Var. acuminata ranges from Deleware and Maryland, south to north peninsular Florida, west to east Texas, and north to Kentucky, Tennessee, and Missouri. Var. microphylla ranges from southcentral Georgia to the Florida Panhandle and west to eastern Louisiana.[1] Var. peninsularis ranges from the northern Florida peninsula, south to southern Florida.[1]



This species has been found along grassy limestone glades in open areas, in floodplain forests, and savannas.[2] It also can be found in human distrubed areas such as parking areas, powerline corridors, and roadside ditches.[2] This species grows in semi-shaded environments wet, limestone, and sandy loam soils.[2] Var. acuminata and var. peninsularis thrive in wetland habitat types, such as marshes, ditches, wet pine savannas, bottomland forests, wet disturbed areas. Var. microphylla is limited to the margins of Coastal Plain ponds and wet pine savannas.[1] In Louisiana, soils are of the upland coastal plain type with little slope and low fertility.[4] Associated species include Sporobolus vaginiflorus, Stenaria nigricans, Polygala grandiflora var. angustifolia, Rhynchospora, Fuirena, and Scleria.[2]

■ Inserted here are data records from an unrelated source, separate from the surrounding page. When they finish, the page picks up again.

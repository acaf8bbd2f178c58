// Logging module - in-memory log capture for the TUI logs panel
//
// A custom tracing layer keeps recent events in a bounded ring buffer so
// they can be drawn inside the dashboard instead of writing through the
// alternate screen. Headless runs use the stock fmt layer instead.

use chrono::{DateTime, Local};
use std::collections::VecDeque;
use std::sync::{Arc, Mutex, MutexGuard};
use tracing::{Level, Metadata, Subscriber};
use tracing_subscriber::layer::Context;
use tracing_subscriber::Layer;

/// Maximum number of log entries to keep in memory
const MAX_LOG_ENTRIES: usize = 1000;

/// A single log entry captured from tracing
#[derive(Debug, Clone)]
pub struct LogEntry {
    pub timestamp: DateTime<Local>,
    pub level: LogLevel,
    pub target: String,
    pub message: String,
}

/// Log level for display
#[derive(Debug, Clone, Copy, PartialEq, Eq)]
pub enum LogLevel {
    Error,
    Warn,
    Info,
    Debug,
    Trace,
}

impl From<&Level> for LogLevel {
    fn from(level: &Level) -> Self {
        match *level {
            Level::ERROR => LogLevel::Error,
            Level::WARN => LogLevel::Warn,
            Level::INFO => LogLevel::Info,
            Level::DEBUG => LogLevel::Debug,
            Level::TRACE => LogLevel::Trace,
        }
    }
}

impl LogLevel {
    pub fn as_str(&self) -> &str {
        match self {
            LogLevel::Error => "ERROR",
            LogLevel::Warn => "WARN",
            LogLevel::Info => "INFO",
            LogLevel::Debug => "DEBUG",
            LogLevel::Trace => "TRACE",
        }
    }
}

/// In-memory log buffer with bounded size (ring buffer)
#[derive(Clone)]
pub struct LogBuffer {
    entries: Arc<Mutex<VecDeque<LogEntry>>>,
}

impl LogBuffer {
    pub fn new() -> Self {
        Self {
            entries: Arc::new(Mutex::new(VecDeque::with_capacity(MAX_LOG_ENTRIES))),
        }
    }

    // A panic while logging must not take the logs panel down with it
    fn lock(&self) -> MutexGuard<'_, VecDeque<LogEntry>> {
        self.entries.lock().unwrap_or_else(|e| e.into_inner())
    }

    /// Add a log entry, dropping the oldest when full
    pub fn add(&self, entry: LogEntry) {
        let mut entries = self.lock();
        if entries.len() >= MAX_LOG_ENTRIES {
            entries.pop_front();
        }
        entries.push_back(entry);
    }

    /// The last `n` entries, oldest first
    pub fn recent(&self, n: usize) -> Vec<LogEntry> {
        let entries = self.lock();
        let skip = entries.len().saturating_sub(n);
        entries.iter().skip(skip).cloned().collect()
    }

    pub fn len(&self) -> usize {
        self.lock().len()
    }
}

impl Default for LogBuffer {
    fn default() -> Self {
        Self::new()
    }
}

/// Tracing layer that captures logs to a buffer
pub struct TuiLogLayer {
    buffer: LogBuffer,
}

impl TuiLogLayer {
    pub fn new(buffer: LogBuffer) -> Self {
        Self { buffer }
    }
}

impl<S> Layer<S> for TuiLogLayer
where
    S: Subscriber,
{
    fn on_event(&self, event: &tracing::Event<'_>, _ctx: Context<'_, S>) {
        let metadata = event.metadata();

        let mut visitor = MessageVisitor::default();
        event.record(&mut visitor);

        self.buffer.add(LogEntry {
            timestamp: Local::now(),
            level: LogLevel::from(metadata.level()),
            target: metadata.target().to_string(),
            message: visitor.finish(),
        });
    }

    fn enabled(&self, _metadata: &Metadata<'_>, _ctx: Context<'_, S>) -> bool {
        // Filtering happens at subscriber level
        true
    }
}

/// Collects the message plus any structured fields as `key=value`
#[derive(Default)]
struct MessageVisitor {
    message: String,
    fields: Vec<String>,
}

impl MessageVisitor {
    fn finish(self) -> String {
        if self.fields.is_empty() {
            self.message
        } else if self.message.is_empty() {
            self.fields.join(" ")
        } else {
            format!("{} {}", self.message, self.fields.join(" "))
        }
    }
}

impl tracing::field::Visit for MessageVisitor {
    fn record_str(&mut self, field: &tracing::field::Field, value: &str) {
        if field.name() == "message" {
            self.message = value.to_string();
        } else {
            self.fields.push(format!("{}={}", field.name(), value));
        }
    }

    fn record_debug(&mut self, field: &tracing::field::Field, value: &dyn std::fmt::Debug) {
        if field.name() == "message" {
            self.message = format!("{:?}", value);
        } else {
            self.fields.push(format!("{}={:?}", field.name(), value));
        }
    }
}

M. acuminata flowers from July through September and fruits from August through October.[1]

Seed dispersal

This species is thought to be dispersed by gravity.[5]

Fire ecology

Populations of Mecardonia acuminata have been known to persist through repeated annual burns.[6]

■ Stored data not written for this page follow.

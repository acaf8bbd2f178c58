// Title bar component
//
// Renders the product name with an activity indicator while analyzing.

use crate::report::summary::PRODUCT_NAME;
use crate::tui::app::App;
use ratatui::{
    layout::Rect,
    style::{Modifier, Style},
    text::Line,
    widgets::{Block, Borders, Paragraph},
    Frame,
};

/// Render the title bar at the top of the screen
///
/// Shows:
/// - Product name
/// - Spinner + record count while an analysis is in flight
/// - Threshold in effect once a result is stored
pub fn render(f: &mut Frame, area: Rect, app: &App) {
    let indicator = if let Some((request, _)) = app.session.pending_request() {
        format!(
            " {} analyzing {} records",
            app.spinner_char(),
            request.record_count
        )
    } else if let Some(result) = app.session.result() {
        format!(" ── {} records · critical ≥ {}", result.len(), app.threshold)
    } else {
        String::new()
    };

    let title = Paragraph::new(format!(" 🔬 {}{}", PRODUCT_NAME, indicator))
        .style(
            Style::default()
                .fg(app.theme.title)
                .add_modifier(Modifier::BOLD),
        )
        .block(
            Block::default()
                .borders(Borders::ALL)
                .border_type(app.theme.border_type)
                .border_style(Style::default().fg(app.theme.title))
                .title_top(Line::from(" ? ").right_aligned()),
        );

    f.render_widget(title, area);
}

Conservation, cultivation, and restoration

Cultural use

Photo Gallery

References and notes

  1. 1.0 1.1 1.2 1.3 1.4 1.5 1.6 1.7 Weakley, A.S. 2020. Flora of the Southeastern United States. Edition of 20 October 2020. University of North Carolina at Chapel Hill, Chapel Hill, North Carolina.
  2. 2.0 2.1 2.2 2.3 2.4 Florida State University Robert K. Godfrey Herbarium database. URL: Last accessed: June 2014. Collectors: Loran C. Anderson, Ann F. Johnson, Wilson Baker, Robert K. Godfrey, R.A. Norris, R. Komarek, and Lisa Keppner. States and Counties: Florida: Calhoun, Gadsden, Jackson, Jefferson, Leon, Suwannee, Taylor, and Washington. Georgia: Grady.
  3. Radford, Albert E., Harry E. Ahles, and C. Ritchie Bell. Manual of the Vascular Flora of the Carolinas. 1964, 1968. The University of North Carolina Press. 938. Print.
  4. Thill, R. E. (1983). Deer and cattle forage selection on Louisiana pine-hardwood sites. New Orleans, LA, USDA Forest Service.
  5. Kirkman, L. Katherine. Unpublished database of seed dispersal mode of plants found in Coastal Plain longleaf pine-grasslands of the Jones Ecological Research Center, Georgia.
  6. Platt, W.J., R. Carter, G. Nelson, W. Baker, S. Hermann, J. Kane, L. Anderson, M. Smith, K. Robertson. 2021. Unpublished species list of Wade Tract old-growth longleaf pine savanna, Thomasville, Georgia.